Monday, August 05, 2013

FBI suspected as being behind hack into Tor anonymity network

As if the U.S. government needed another reason for the public to fear possible snooping, the FBI is now under suspicion for hacking into the Tor network, a report said on Monday.

Tor conceals the geographic location and identity of users by bouncing connections through multiple servers around the world. Thus, a political dissident could use Tor to protect himself although -- yes -- someone could use Tor for illicit activity, too.

The hacker or hackers exploited a Firefox vulnerability and managed to identify users on websites hosted by the anonymous hosting company Freedom Hosting. An FBI operation is suspected because, after reverse engineering it, it was discovered that the malware only sends identifying information back to an IP address location in Reston, Va.

Normal malware would generally do far more than that, such as attempting to steal usernames and passwords to monetize the hack. Based on that, Vlad Tsyrklevich said:
It’s pretty clear that it’s FBI or it’s some other law enforcement agency that’s U.S.-based.
Additional evidence comes from the arrest of Eric Eoin Marques in Ireland on Thursday on an U.S. extradition request. Marques is wanted for distributing child pornography in a federal case filed in Maryland, and Freedom Hosting has long been notorious for allowing child porn to be hosted on its servers.

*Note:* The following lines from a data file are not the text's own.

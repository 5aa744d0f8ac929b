//! Tests for the `table` command.

use super::{write_map, DEVICE_MAP, PLC_MAP};
use assert_cmd::Command;
use predicates::prelude::*;
use tempfile::TempDir;

/// Test table lists normalized keys for both tables.
#[test]
fn test_table_lists_keys() {
    let dir = TempDir::new().unwrap();
    let device = write_map(&dir, "device.map", DEVICE_MAP);
    let plc = write_map(&dir, "plc.map", PLC_MAP);

    let mut cmd = Command::cargo_bin("devcomm").unwrap();
    cmd.arg("table").arg("-d").arg(&device).arg("-p").arg(&plc);

    cmd.assert()
        .success()
        .stdout(predicate::str::contains("Device table (3 keys)"))
        .stdout(predicate::str::contains("dev1:inword"))
        .stdout(predicate::str::contains("PLC table (2 keys)"))
        .stdout(predicate::str::contains("m1:v1:bit"));
}

/// Test table JSON output is sorted.
#[test]
fn test_table_json() {
    let dir = TempDir::new().unwrap();
    let device = write_map(&dir, "device.map", DEVICE_MAP);

    let mut cmd = Command::cargo_bin("devcomm").unwrap();
    cmd.arg("--json").arg("table").arg("--device-map").arg(&device);

    let output = cmd.assert().success().get_output().stdout.clone();
    let keys: serde_json::Value = serde_json::from_slice(&output).unwrap();
    assert_eq!(
        keys["device"],
        serde_json::json!(["dev1:inword", "dev1:outword", "dev2:inbit"])
    );
    assert_eq!(keys["plc"], serde_json::json!([]));
}

/// Test table reads paths from a config file.
#[test]
fn test_table_from_config() {
    let dir = TempDir::new().unwrap();
    let combined = write_map(
        &dir,
        "memmap.txt",
        &format!("[DEVICE]\n{}[PLC]\n{}", DEVICE_MAP, PLC_MAP),
    );
    let config = write_map(
        &dir,
        "devcomm.toml",
        &format!("mem_map_path = {:?}\n", combined.display().to_string()),
    );

    let mut cmd = Command::cargo_bin("devcomm").unwrap();
    cmd.arg("--config").arg(&config).arg("table");

    cmd.assert()
        .success()
        .stdout(predicate::str::contains("Device table (3 keys)"))
        .stdout(predicate::str::contains("PLC table (2 keys)"));
}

The Irish Independent reported that Marques is wanted for distributing child pornography in a federal case filed in Maryland; an FBI special agent was quoted as describing Marques as “the largest facilitator of child porn on the planet.”

While that sort of arrest probably sits well with most, following the recent revelations about NSA activity such as PRISM and XKeyscore, it probably shows up as a red flag for many others.

Reportedly, the bug is fixed in the latest versions of Firefox, but exists in many versions, including Firefox 17 ESR, the version of Firefox that forms the basis of the Tor Browser Bundle, which is the most common way for users to log into the Tor anonymity network.